Une génération dans laquelle les artistes apparaissent plus intéressés à l’histoire des désirs et des peurs, personnels et collectifs qu’à celle de l’art. Si elles restent métaphoriques, les œuvres tendent à être des métaphores habitables, si elles restent des provocations, elles sont plus semblables à un jeu - qui implique comme seul le fait un jeu - qu’à des provocations lucides, ironiques et critiques. La génération qui dans les années 90 a repris de penser le moderne et le modernisme comme une hérédité qui perdure, ne se borne pas à en stigmatiser la dérive utopique, mais elle en habite la dystopie réelle ou, pour recourir à un point de vue foucaldien 3, il en explore l’hétérotopie à l’intérieur d’une postmodernité crépitante. En explorant ces territoires physiques et mentaux dans leurs multiples contradictions, cette génération s’efforce d’élaborer non tant un anti-art qu’un art pour temps libérés. 4

Je rapporte ci-après la liste (avec de brèves descriptions que m’ont envoyées les artistes pendant la rédaction de ce texte) des projets présentés (ou présentés à nouveau) à l’occasion de la prochaine exposition de CBMP :

Bulles de confiance“Bulles auto-ventilées dans lesquelles sont diffusées de l’ocytocine, une hormone qui génère chez les individus une modification du comportement en exacerbant artificiellement le degré de confiance”.

Laixomil

“Fontaines en ébullition permanente dont la substance est constituée d’un mélange de lait et de lexomil”.

Tubes épileptiques

“Ensembles de tubes en caoutchouc mobiles suspendus générant une partition lumineuse stroboscopique sur le sol”.

Traumathèque

“Dispositif d’enregistrement et de stockage des traumas par l’intermédiaire de k7 vidéos. Ce dispositif propose au spectateur d’expérimenter une technique d’autohypnose consistant à enregistrer le récit d’un traumatisme afin d’en atténuer la charge affective”.

Mi(e)s conception

“Module interne d’habitat dont la construction s’opère par soustraction. L’espace de vie se génère par l’élimination de la matière (à l’origine, ce projet était une réponse à la fameuse Farnworth house de Mies van der Rohe, il existe ici en tant que module autonome)”.

Jardin psychologique

“Jardin d’enfants constitué à partir de deux outils d’interprétation : le test de Rorschach qui prend ici la forme de mobiles suspendus et la création de chaises en matériau de récupération, reconstituée à partir des recherches menées par Ricardo Dalisi à Naples en 1967 avec les enfants des rues”.

Boule d’angoisse

“Dispositif sonore anxiogène”.

Plante à sommeil

“Réseau de conduits dans lesquels circule du somnifère à l’état liquide ; cette plante génère et distribue une dose journalière de sommeil synthétique”.

Papier peint

“Réalisé à partir de dessins extraits du test psychologique dit de l’arbre”.

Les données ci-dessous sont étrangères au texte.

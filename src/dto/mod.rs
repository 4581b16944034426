pub mod auth;
pub mod cart;
pub mod coupons;
pub mod favorites;
pub mod orders;
pub mod products;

Sans titre (Arbre à désirs “revisité”)

“Dispositif dégageant de la phéromone synthétique. Ce signal d’une odeur que l’on perçoit inconsciemment, provoque l’excitation et suscite le désir sexuel”.

Anesthetic Room

“Propose une expérience physique et mentale permettant à l’utilisateur de mettre son organisme en veille”.

“Un brouillard artificiel occupe de façon aléatoire l’ensemble de l’espace d’exposition ; ce climat artificiel transforme le lieu en paysage domestique mais préfigure aussi un autre projet, celui de nanocapteurs de stress diffusés dans l’espace afin de quantifier le degré de stress présent dans l’espace”.

Il va sans dire qu’à propos de leurs œuvres, CBMP parlent de “projets” plutôt que d’œuvres. En ce sens qu’elles apparaissent plutôt pré-disposées pour quelque chose à venir que fermées sur soi, qu’elles sont vraiment à proprement parler des protocoles à expérimenter “sur sa propre peau” et qu’elles requièrent de ce fait une participation active du sujet qui en profite. Non seulement une participation qui lui donne un rôle actif – par comparaison avec le type d’acquiescement qui est typique du spectateur des produits de l’industrie culturelle de masse – mais plutôt une participation qui littéralement active l’œuvre, c’est-à-dire qui active la fonction du spectateur et qui en fait le sujet co-agent et co-producteur de l’œuvre.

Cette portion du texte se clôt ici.